Computation Offloading in Edge Computing for Internet of Vehicles via Game Theory

Jianhua Liu^*, Jincheng Wei, Rongxin Luo, Guilin Yuan, Jiajia Liu, Xiaoguang Tu

Institute of Electronic and Electrical Engineering, Civil Aviation Flight University of China, Guanghan, 618307, China

* Corresponding Author: Jianhua Liu. Email:

(This article belongs to the Special Issue: Multi-Service and Resource Management in Intelligent Edge-Cloud Platform)

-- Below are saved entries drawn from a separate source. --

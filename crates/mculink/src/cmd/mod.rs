use std::path::PathBuf;
use std::sync::atomic::{AtomicBool, Ordering};
use std::sync::Arc;
use std::time::Duration;

use clap::{Args, Subcommand};
use mculink_transport::Endpoint;

use crate::exit::{transport_error, CliError, CliResult, INTERNAL, USAGE};
use crate::output::OutputFormat;

pub mod bench;
pub mod send;
pub mod simulate;
pub mod telemetry;
pub mod version;

#[derive(Subcommand, Debug)]
pub enum Command {
    /// Send one command and print the device's reply.
    Send(SendArgs),
    /// Stream state updates and print their rate.
    Telemetry(TelemetryArgs),
    /// Time batches of short and long commands.
    Bench(BenchArgs),
    /// Run a device simulator on a Unix socket.
    Simulate(SimulateArgs),
    /// Show version information.
    Version(VersionArgs),
}

pub fn run(command: Command, format: OutputFormat) -> CliResult<i32> {
    match command {
        Command::Send(args) => send::run(args, format),
        Command::Telemetry(args) => telemetry::run(args, format),
        Command::Bench(args) => bench::run(args, format),
        Command::Simulate(args) => simulate::run(args),
        Command::Version(args) => version::run(args),
    }
}

#[derive(Args, Debug)]
pub struct SendArgs {
    /// Device endpoint (unix:PATH, tcp:HOST:PORT, or a socket path).
    pub endpoint: String,
    /// Command text; a newline is appended on the wire.
    pub command: String,
    /// Maximum time to wait for the reply (e.g. 10s, 500ms).
    #[arg(long, default_value = "10s", env = "MCULINK_TIMEOUT")]
    pub timeout: String,
}

#[derive(Args, Debug)]
pub struct TelemetryArgs {
    /// Device endpoint (unix:PATH, tcp:HOST:PORT, or a socket path).
    pub endpoint: String,
    /// How long to stream before stopping (e.g. 5s, 500ms).
    #[arg(long, default_value = "5s")]
    pub duration: String,
    /// Maximum time to wait for each start/stop reply.
    #[arg(long, default_value = "10s", env = "MCULINK_TIMEOUT")]
    pub timeout: String,
}

#[derive(Args, Debug)]
pub struct BenchArgs {
    /// Device endpoint (unix:PATH, tcp:HOST:PORT, or a socket path).
    pub endpoint: String,
    /// Commands sent per batch.
    #[arg(long, default_value_t = 20)]
    pub count: u32,
    /// Idle time between the short and the long batch.
    #[arg(long, default_value = "1s")]
    pub pause: String,
    /// Maximum time to wait for each reply.
    #[arg(long, default_value = "10s", env = "MCULINK_TIMEOUT")]
    pub timeout: String,
}

#[derive(Args, Debug)]
pub struct SimulateArgs {
    /// Socket path to bind.
    pub path: PathBuf,
    /// Delay between state updates while streaming.
    #[arg(long, default_value = "20ms")]
    pub interval: String,
    /// Body of every reply.
    #[arg(long, default_value = "ok")]
    pub reply: String,
}

#[derive(Args, Debug)]
pub struct VersionArgs {
    /// Show extended build provenance.
    #[arg(long)]
    pub extended: bool,
}

pub(crate) fn parse_endpoint(input: &str) -> CliResult<Endpoint> {
    Endpoint::parse(input).map_err(|err| transport_error("invalid endpoint", err))
}

pub(crate) fn parse_duration(input: &str) -> CliResult<Duration> {
    let input = input.trim();
    if input.is_empty() {
        return Err(CliError::new(USAGE, "duration must not be empty"));
    }

    let (number, unit) = if let Some(num) = input.strip_suffix("ms") {
        (num, "ms")
    } else if let Some(num) = input.strip_suffix('s') {
        (num, "s")
    } else {
        (input, "s")
    };

    let value: u64 = number
        .parse()
        .map_err(|_| CliError::new(USAGE, format!("invalid duration value: {input}")))?;

    if value == 0 {
        return Err(CliError::new(USAGE, "duration must be greater than zero"));
    }

    match unit {
        "ms" => Ok(Duration::from_millis(value)),
        _ => Ok(Duration::from_secs(value)),
    }
}

pub(crate) fn install_ctrlc_handler<F>(on_interrupt: F) -> CliResult<Arc<AtomicBool>>
where
    F: Fn() + Send + 'static,
{
    let running = Arc::new(AtomicBool::new(true));
    let flag = Arc::clone(&running);
    ctrlc::set_handler(move || {
        flag.store(false, Ordering::SeqCst);
        on_interrupt();
    })
    .map_err(|err| CliError::new(INTERNAL, format!("signal handler setup failed: {err}")))?;
    Ok(running)
}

Computers, Materials & Continua 2024, 81(1), 1337-1361. https://doi.org/10.32604/cmc.2024.056286

Received 19 July 2024; Accepted 14 September 2024; Issue published 15 October 2024

Abstract

With the rapid advancement of Internet of Vehicles (IoV) technology, the demands for real-time navigation, advanced driver-assistance systems (ADAS), vehicle-to-vehicle (V2V) and vehicle-to-infrastructure (V2I) communications, and multimedia entertainment systems have made in-vehicle applications increasingly computing-intensive and delay-sensitive. These applications require significant computing resources, which can overwhelm the limited computing capabilities of vehicle terminals despite advancements in computing hardware due to the complexity of tasks, energy consumption, and cost constraints. To address this issue in IoV-based edge computing, particularly in scenarios where available computing resources in vehicles are scarce, a multi-master and multi-slave double-layer game model is proposed, which is based on task offloading and pricing strategies. The establishment of Nash equilibrium of the game is proven, and a distributed artificial bee colonies algorithm is employed to achieve game equilibrium. Our proposed solution addresses these bottlenecks by leveraging a game-theoretic approach for task offloading and resource allocation in mobile edge computing (MEC)-enabled IoV environments. Simulation results demonstrate that the proposed scheme outperforms existing solutions in terms of convergence speed and system utility. Specifically, the total revenue achieved by our scheme surpasses other algorithms by at least 8.98%.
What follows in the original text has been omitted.